Exercise instructions = Search the material below for the string "task" and extract each line that has it.

Provided entries =

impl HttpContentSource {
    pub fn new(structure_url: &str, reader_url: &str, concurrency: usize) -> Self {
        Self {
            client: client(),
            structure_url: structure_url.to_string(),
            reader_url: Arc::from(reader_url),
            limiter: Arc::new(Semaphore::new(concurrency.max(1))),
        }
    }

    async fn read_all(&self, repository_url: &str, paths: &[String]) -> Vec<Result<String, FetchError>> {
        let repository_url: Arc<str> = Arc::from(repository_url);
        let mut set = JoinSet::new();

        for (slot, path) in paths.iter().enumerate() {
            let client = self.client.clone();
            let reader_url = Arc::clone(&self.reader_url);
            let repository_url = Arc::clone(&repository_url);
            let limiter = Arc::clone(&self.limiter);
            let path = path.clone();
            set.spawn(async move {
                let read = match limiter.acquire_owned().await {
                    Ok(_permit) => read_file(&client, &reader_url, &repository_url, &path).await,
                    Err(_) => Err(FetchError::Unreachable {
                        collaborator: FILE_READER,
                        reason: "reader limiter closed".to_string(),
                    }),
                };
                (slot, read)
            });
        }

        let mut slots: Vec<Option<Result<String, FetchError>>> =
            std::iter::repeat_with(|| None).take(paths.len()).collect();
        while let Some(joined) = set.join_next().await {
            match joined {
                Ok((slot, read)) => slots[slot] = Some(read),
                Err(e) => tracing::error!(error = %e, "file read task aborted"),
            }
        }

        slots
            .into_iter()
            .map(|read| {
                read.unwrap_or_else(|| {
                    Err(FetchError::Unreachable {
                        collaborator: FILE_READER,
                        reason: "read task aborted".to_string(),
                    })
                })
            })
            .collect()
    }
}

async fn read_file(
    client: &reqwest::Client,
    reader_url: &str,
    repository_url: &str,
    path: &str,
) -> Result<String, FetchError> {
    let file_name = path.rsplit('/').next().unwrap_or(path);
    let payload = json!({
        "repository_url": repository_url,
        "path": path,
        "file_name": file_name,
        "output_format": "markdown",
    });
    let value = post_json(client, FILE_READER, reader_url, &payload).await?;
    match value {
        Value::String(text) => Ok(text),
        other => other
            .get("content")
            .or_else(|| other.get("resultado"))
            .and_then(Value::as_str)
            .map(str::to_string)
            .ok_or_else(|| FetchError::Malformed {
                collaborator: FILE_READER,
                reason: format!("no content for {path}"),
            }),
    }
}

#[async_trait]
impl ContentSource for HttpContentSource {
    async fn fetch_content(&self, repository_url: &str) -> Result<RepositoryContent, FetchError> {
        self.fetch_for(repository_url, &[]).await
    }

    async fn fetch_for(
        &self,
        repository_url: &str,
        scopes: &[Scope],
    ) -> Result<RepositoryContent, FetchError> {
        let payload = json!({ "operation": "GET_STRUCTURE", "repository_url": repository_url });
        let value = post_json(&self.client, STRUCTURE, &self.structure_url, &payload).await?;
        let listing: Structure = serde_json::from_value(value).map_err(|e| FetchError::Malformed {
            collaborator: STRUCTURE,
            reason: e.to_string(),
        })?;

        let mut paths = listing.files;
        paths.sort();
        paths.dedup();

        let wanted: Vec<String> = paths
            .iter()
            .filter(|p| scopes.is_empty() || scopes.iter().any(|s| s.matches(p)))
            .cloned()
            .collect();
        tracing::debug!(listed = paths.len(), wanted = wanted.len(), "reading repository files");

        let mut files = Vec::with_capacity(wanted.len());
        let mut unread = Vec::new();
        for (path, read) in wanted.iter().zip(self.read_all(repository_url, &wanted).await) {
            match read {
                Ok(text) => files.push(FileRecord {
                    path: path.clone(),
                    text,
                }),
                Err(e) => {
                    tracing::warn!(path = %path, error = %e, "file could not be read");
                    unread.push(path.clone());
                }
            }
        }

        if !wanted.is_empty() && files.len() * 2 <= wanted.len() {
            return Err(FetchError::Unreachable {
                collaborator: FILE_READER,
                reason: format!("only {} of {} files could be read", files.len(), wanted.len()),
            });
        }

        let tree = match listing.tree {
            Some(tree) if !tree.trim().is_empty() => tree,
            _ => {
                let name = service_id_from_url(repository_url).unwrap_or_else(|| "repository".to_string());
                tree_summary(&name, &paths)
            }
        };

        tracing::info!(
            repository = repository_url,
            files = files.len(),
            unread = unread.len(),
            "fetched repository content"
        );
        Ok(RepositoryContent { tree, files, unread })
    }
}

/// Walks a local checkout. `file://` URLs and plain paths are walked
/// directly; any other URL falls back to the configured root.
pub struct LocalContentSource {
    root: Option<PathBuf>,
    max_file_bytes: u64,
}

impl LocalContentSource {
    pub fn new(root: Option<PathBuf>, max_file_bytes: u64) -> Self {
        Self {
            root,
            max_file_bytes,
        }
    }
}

Response area =
                Err(e) => tracing::error!(error = %e, "file read task aborted"),
                        reason: "read task aborted".to_string(),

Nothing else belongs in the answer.